Scan the records for the word "self". Copy each line that includes it.
* * * * * * *
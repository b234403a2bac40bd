use super::{between, falling_start, fell_out, wrap_horizontally, EffectDefinition, EffectId, Fate, Placement};
use crate::color::Rgb;
use crate::geometry::{Bounds, Point};
use crate::particle::{Body, Kind, Particle};
use crate::surface::RenderSurface;

const RAIN_COLOR: Rgb = Rgb(174, 194, 224);

#[derive(Debug, Clone, PartialEq)]
pub struct Raindrop {
    /// Streak length.
    pub length: f32,
}

pub struct Rain;

impl EffectDefinition for Rain {
    fn id(&self) -> EffectId {
        EffectId::Rain
    }

    fn spawn(&self, bounds: Bounds, _color: Rgb, placement: Placement) -> Particle {
        let length = between(15.0, 35.0);
        let body = Body {
            x: between(0.0, bounds.width),
            y: falling_start(bounds, length, placement),
            vx: between(-1.0, 1.0),
            vy: between(10.0, 25.0),
            size: between(1.0, 2.0),
            opacity: between(0.15, 0.5),
            ..Body::default()
        };
        Particle::new(body, Raindrop { length })
    }

    fn step(&self, particle: &mut Particle, bounds: Bounds) -> Fate {
        let Particle { body, kind: Kind::Raindrop(_), .. } = particle else {
            return Fate::Recycle;
        };

        body.advance();
        wrap_horizontally(body, bounds);

        if fell_out(body, bounds) { Fate::Recycle } else { Fate::Live }
    }

    fn render(&self, surface: &mut dyn RenderSurface, particle: &Particle) {
        let Kind::Raindrop(drop) = &particle.kind else {
            return;
        };
        let body = particle.body;
        // Streak trails behind the drop, back along its path
        let slant = body.vx / body.vy.max(f32::EPSILON);
        let tail = Point::new(body.x - slant * drop.length, body.y - drop.length);
        surface.with_opacity(body.opacity, &mut |s| s.stroke(body.position(), tail, body.size, RAIN_COLOR));
    }
}

#[cfg(test)]
mod tests {
    use super::*;
    use crate::effects::FALL_MARGIN;
    use crate::surface::{DrawCall, RecordingSurface};

    const BOUNDS: Bounds = Bounds::new(640.0, 480.0);

    #[test]
    fn spawn_ranges() {
        fastrand::seed(21);
        for _ in 0..200 {
            let drop = Rain.spawn(BOUNDS, Rgb::WHITE, Placement::Scattered);
            let Kind::Raindrop(Raindrop { length }) = drop.kind else { unreachable!() };
            assert!((15.0..35.0).contains(&length), "length {length}");
            assert!((10.0..25.0).contains(&drop.body.vy), "vy {}", drop.body.vy);
            assert!((-1.0..1.0).contains(&drop.body.vx), "vx {}", drop.body.vx);
            assert!(BOUNDS.contains(drop.body.position()));
        }
    }

    #[test]
    fn enters_above_and_recycles_below_the_margin() {
        fastrand::seed(22);
        let mut drop = Rain.spawn(BOUNDS, Rgb::WHITE, Placement::Entering);
        let Kind::Raindrop(Raindrop { length }) = drop.kind else { unreachable!() };
        assert_eq!(drop.body.y, -length);

        let mut ticks = 0;
        while Rain.step(&mut drop, BOUNDS) == Fate::Live {
            assert!(drop.body.y <= BOUNDS.height + FALL_MARGIN);
            ticks += 1;
            assert!(ticks < 200);
        }
        assert!(drop.body.y > BOUNDS.height + FALL_MARGIN);
    }

    #[test]
    fn wraps_sideways_instead_of_recycling() {
        fastrand::seed(23);
        let mut drop = Rain.spawn(BOUNDS, Rgb::WHITE, Placement::Scattered);
        drop.body.y = 100.0;
        drop.body.vx = 1.0;
        drop.body.x = BOUNDS.width + drop.body.size + 0.5;
        assert_eq!(Rain.step(&mut drop, BOUNDS), Fate::Live);
        assert_eq!(drop.body.x, -drop.body.size);
    }

    #[test]
    fn streak_trails_behind_the_drop() {
        fastrand::seed(24);
        let mut drop = Rain.spawn(BOUNDS, Rgb::WHITE, Placement::Scattered);
        drop.body.vx = 1.0;
        drop.body.vy = 10.0;

        let mut surface = RecordingSurface::new(BOUNDS);
        Rain.render(&mut surface, &drop);
        let [DrawCall::Stroke { from, to, .. }] = surface.calls() else {
            panic!("unexpected calls {:?}", surface.calls());
        };
        assert_eq!(*from, drop.body.position());
        assert!(to.y < from.y);
        assert!(to.x < from.x);
    }
}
* * * * * * *
:: Response ::
    fn id(&self) -> EffectId {
    fn spawn(&self, bounds: Bounds, _color: Rgb, placement: Placement) -> Particle {
    fn step(&self, particle: &mut Particle, bounds: Bounds) -> Fate {
    fn render(&self, surface: &mut dyn RenderSurface, particle: &Particle) {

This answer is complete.